» **EXERCISE DIRECTIONS**: The data below must be returned in full and exactly.

Recorded data
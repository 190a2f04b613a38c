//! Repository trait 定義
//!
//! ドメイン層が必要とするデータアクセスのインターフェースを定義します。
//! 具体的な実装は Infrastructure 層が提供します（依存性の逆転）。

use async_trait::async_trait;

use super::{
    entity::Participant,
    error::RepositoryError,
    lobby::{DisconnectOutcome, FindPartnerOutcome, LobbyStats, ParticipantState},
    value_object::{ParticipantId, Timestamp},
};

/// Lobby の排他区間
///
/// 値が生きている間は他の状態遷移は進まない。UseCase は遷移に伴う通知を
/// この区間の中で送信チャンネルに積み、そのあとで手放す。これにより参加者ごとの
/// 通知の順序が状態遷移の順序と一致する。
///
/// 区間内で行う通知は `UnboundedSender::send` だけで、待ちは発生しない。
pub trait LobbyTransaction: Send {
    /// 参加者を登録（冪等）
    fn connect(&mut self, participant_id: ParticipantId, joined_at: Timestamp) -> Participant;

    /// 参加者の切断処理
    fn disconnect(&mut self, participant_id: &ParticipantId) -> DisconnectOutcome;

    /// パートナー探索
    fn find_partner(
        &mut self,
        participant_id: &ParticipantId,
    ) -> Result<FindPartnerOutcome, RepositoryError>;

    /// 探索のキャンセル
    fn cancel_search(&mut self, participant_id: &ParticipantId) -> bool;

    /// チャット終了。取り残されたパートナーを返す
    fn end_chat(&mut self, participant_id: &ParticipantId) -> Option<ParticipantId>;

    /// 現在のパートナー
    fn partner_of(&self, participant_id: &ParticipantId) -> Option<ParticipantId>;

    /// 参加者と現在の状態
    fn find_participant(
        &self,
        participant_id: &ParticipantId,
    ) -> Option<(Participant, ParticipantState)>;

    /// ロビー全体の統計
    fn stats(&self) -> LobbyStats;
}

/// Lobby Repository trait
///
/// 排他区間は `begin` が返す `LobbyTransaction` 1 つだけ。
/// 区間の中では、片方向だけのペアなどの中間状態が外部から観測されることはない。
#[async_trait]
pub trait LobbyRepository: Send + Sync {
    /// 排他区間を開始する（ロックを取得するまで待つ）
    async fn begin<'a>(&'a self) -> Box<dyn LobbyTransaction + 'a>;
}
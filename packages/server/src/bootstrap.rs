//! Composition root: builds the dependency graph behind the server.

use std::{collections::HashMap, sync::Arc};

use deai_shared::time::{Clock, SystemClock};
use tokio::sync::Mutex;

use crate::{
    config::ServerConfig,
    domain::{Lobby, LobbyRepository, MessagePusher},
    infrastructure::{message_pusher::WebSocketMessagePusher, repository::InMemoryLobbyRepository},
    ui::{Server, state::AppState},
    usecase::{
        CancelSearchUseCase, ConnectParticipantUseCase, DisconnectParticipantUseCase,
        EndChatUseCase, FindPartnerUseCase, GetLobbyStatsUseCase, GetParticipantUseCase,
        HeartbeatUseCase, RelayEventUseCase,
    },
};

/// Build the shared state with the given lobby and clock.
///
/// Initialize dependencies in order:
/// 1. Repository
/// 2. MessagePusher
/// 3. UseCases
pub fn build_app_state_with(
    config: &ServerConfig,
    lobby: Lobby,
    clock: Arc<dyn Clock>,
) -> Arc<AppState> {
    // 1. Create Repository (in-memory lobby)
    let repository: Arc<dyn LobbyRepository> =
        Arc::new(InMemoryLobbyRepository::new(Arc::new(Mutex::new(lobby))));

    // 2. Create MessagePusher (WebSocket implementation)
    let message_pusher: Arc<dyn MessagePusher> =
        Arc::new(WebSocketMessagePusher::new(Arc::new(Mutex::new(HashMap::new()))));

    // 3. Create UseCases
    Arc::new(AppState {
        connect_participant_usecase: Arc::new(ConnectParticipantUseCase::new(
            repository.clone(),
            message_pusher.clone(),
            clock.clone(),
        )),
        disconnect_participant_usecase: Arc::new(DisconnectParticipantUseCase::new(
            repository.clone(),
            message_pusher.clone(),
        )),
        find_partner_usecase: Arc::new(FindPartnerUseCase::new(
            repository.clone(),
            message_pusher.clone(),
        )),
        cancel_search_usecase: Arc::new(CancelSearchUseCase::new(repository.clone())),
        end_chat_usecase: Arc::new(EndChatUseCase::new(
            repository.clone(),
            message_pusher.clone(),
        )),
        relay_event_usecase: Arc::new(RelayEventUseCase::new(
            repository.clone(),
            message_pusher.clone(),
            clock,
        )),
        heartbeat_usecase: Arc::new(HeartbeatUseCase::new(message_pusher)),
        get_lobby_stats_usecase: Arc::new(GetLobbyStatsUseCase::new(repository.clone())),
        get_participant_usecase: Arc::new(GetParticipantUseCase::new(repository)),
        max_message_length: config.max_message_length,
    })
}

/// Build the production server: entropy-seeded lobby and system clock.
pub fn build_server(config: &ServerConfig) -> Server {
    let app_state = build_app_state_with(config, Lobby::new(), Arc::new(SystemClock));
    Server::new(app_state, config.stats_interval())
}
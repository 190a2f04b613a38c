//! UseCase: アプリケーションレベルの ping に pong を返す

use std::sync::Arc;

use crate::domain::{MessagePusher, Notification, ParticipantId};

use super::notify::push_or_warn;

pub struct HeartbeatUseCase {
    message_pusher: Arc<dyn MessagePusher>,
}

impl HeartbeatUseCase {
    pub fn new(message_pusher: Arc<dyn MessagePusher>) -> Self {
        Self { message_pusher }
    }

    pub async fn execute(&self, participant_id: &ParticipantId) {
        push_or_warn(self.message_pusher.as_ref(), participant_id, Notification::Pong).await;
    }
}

» **FINISHED TASK**:
repository 190a2f04b613a38c
//! Repository trait 定義
//!
//! ドメイン層が必要とするデータアクセスのインターフェースを定義します。
//! 具体的な実装は Infrastructure 層が提供します（依存性の逆転）。

use async_trait::async_trait;

use super::{
    entity::Participant,
    error::RepositoryError,
    lobby::{DisconnectOutcome, FindPartnerOutcome, LobbyStats, ParticipantState},
    value_object::{ParticipantId, Timestamp},
};

/// Lobby の排他区間
///
/// 値が生きている間は他の状態遷移は進まない。UseCase は遷移に伴う通知を
/// この区間の中で送信チャンネルに積み、そのあとで手放す。これにより参加者ごとの
/// 通知の順序が状態遷移の順序と一致する。
///
/// 区間内で行う通知は `UnboundedSender::send` だけで、待ちは発生しない。
pub trait LobbyTransaction: Send {
    /// 参加者を登録（冪等）
    fn connect(&mut self, participant_id: ParticipantId, joined_at: Timestamp) -> Participant;

    /// 参加者の切断処理
    fn disconnect(&mut self, participant_id: &ParticipantId) -> DisconnectOutcome;

    /// パートナー探索
    fn find_partner(
        &mut self,
        participant_id: &ParticipantId,
    ) -> Result<FindPartnerOutcome, RepositoryError>;

    /// 探索のキャンセル
    fn cancel_search(&mut self, participant_id: &ParticipantId) -> bool;

    /// チャット終了。取り残されたパートナーを返す
    fn end_chat(&mut self, participant_id: &ParticipantId) -> Option<ParticipantId>;

    /// 現在のパートナー
    fn partner_of(&self, participant_id: &ParticipantId) -> Option<ParticipantId>;

    /// 参加者と現在の状態
    fn find_participant(
        &self,
        participant_id: &ParticipantId,
    ) -> Option<(Participant, ParticipantState)>;

    /// ロビー全体の統計
    fn stats(&self) -> LobbyStats;
}

/// Lobby Repository trait
///
/// 排他区間は `begin` が返す `LobbyTransaction` 1 つだけ。
/// 区間の中では、片方向だけのペアなどの中間状態が外部から観測されることはない。
#[async_trait]
pub trait LobbyRepository: Send + Sync {
    /// 排他区間を開始する（ロックを取得するまで待つ）
    async fn begin<'a>(&'a self) -> Box<dyn LobbyTransaction + 'a>;
}
filename packages/server/src/bootstrap.rs
//! Composition root: builds the dependency graph behind the server.

use std::{collections::HashMap, sync::Arc};

use deai_shared::time::{Clock, SystemClock};
use tokio::sync::Mutex;

use crate::{
    config::ServerConfig,
    domain::{Lobby, LobbyRepository, MessagePusher},
    infrastructure::{message_pusher::WebSocketMessagePusher, repository::InMemoryLobbyRepository},
    ui::{Server, state::AppState},
    usecase::{
        CancelSearchUseCase, ConnectParticipantUseCase, DisconnectParticipantUseCase,
        EndChatUseCase, FindPartnerUseCase, GetLobbyStatsUseCase, GetParticipantUseCase,
        HeartbeatUseCase, RelayEventUseCase,
    },
};

/// Build the shared state with the given lobby and clock.
///
/// Initialize dependencies in order:
/// 1. Repository
/// 2. MessagePusher
/// 3. UseCases
pub fn build_app_state_with(
    config: &ServerConfig,
    lobby: Lobby,
    clock: Arc<dyn Clock>,
) -> Arc<AppState> {
    // 1. Create Repository (in-memory lobby)
    let repository: Arc<dyn LobbyRepository> =
        Arc::new(InMemoryLobbyRepository::new(Arc::new(Mutex::new(lobby))));

    // 2. Create MessagePusher (WebSocket implementation)
    let message_pusher: Arc<dyn MessagePusher> =
        Arc::new(WebSocketMessagePusher::new(Arc::new(Mutex::new(HashMap::new()))));

    // 3. Create UseCases
    Arc::new(AppState {
        connect_participant_usecase: Arc::new(ConnectParticipantUseCase::new(
            repository.clone(),
            message_pusher.clone(),
            clock.clone(),
        )),
        disconnect_participant_usecase: Arc::new(DisconnectParticipantUseCase::new(
            repository.clone(),
            message_pusher.clone(),
        )),
        find_partner_usecase: Arc::new(FindPartnerUseCase::new(
            repository.clone(),
            message_pusher.clone(),
        )),
        cancel_search_usecase: Arc::new(CancelSearchUseCase::new(repository.clone())),
        end_chat_usecase: Arc::new(EndChatUseCase::new(
            repository.clone(),
            message_pusher.clone(),
        )),
        relay_event_usecase: Arc::new(RelayEventUseCase::new(
            repository.clone(),
            message_pusher.clone(),
            clock,
        )),
        heartbeat_usecase: Arc::new(HeartbeatUseCase::new(message_pusher)),
        get_lobby_stats_usecase: Arc::new(GetLobbyStatsUseCase::new(repository.clone())),
        get_participant_usecase: Arc::new(GetParticipantUseCase::new(repository)),
        max_message_length: config.max_message_length,
    })
}

/// Build the production server: entropy-seeded lobby and system clock.
pub fn build_server(config: &ServerConfig) -> Server {
    let app_state = build_app_state_with(config, Lobby::new(), Arc::new(SystemClock));
    Server::new(app_state, config.stats_interval())
}
repository 190a2f04b613a38c
//! UseCase: アプリケーションレベルの ping に pong を返す

use std::sync::Arc;

use crate::domain::{MessagePusher, Notification, ParticipantId};

use super::notify::push_or_warn;

pub struct HeartbeatUseCase {
    message_pusher: Arc<dyn MessagePusher>,
}

impl HeartbeatUseCase {
    pub fn new(message_pusher: Arc<dyn MessagePusher>) -> Self {
        Self { message_pusher }
    }

    pub async fn execute(&self, participant_id: &ParticipantId) {
        push_or_warn(self.message_pusher.as_ref(), participant_id, Notification::Pong).await;
    }
}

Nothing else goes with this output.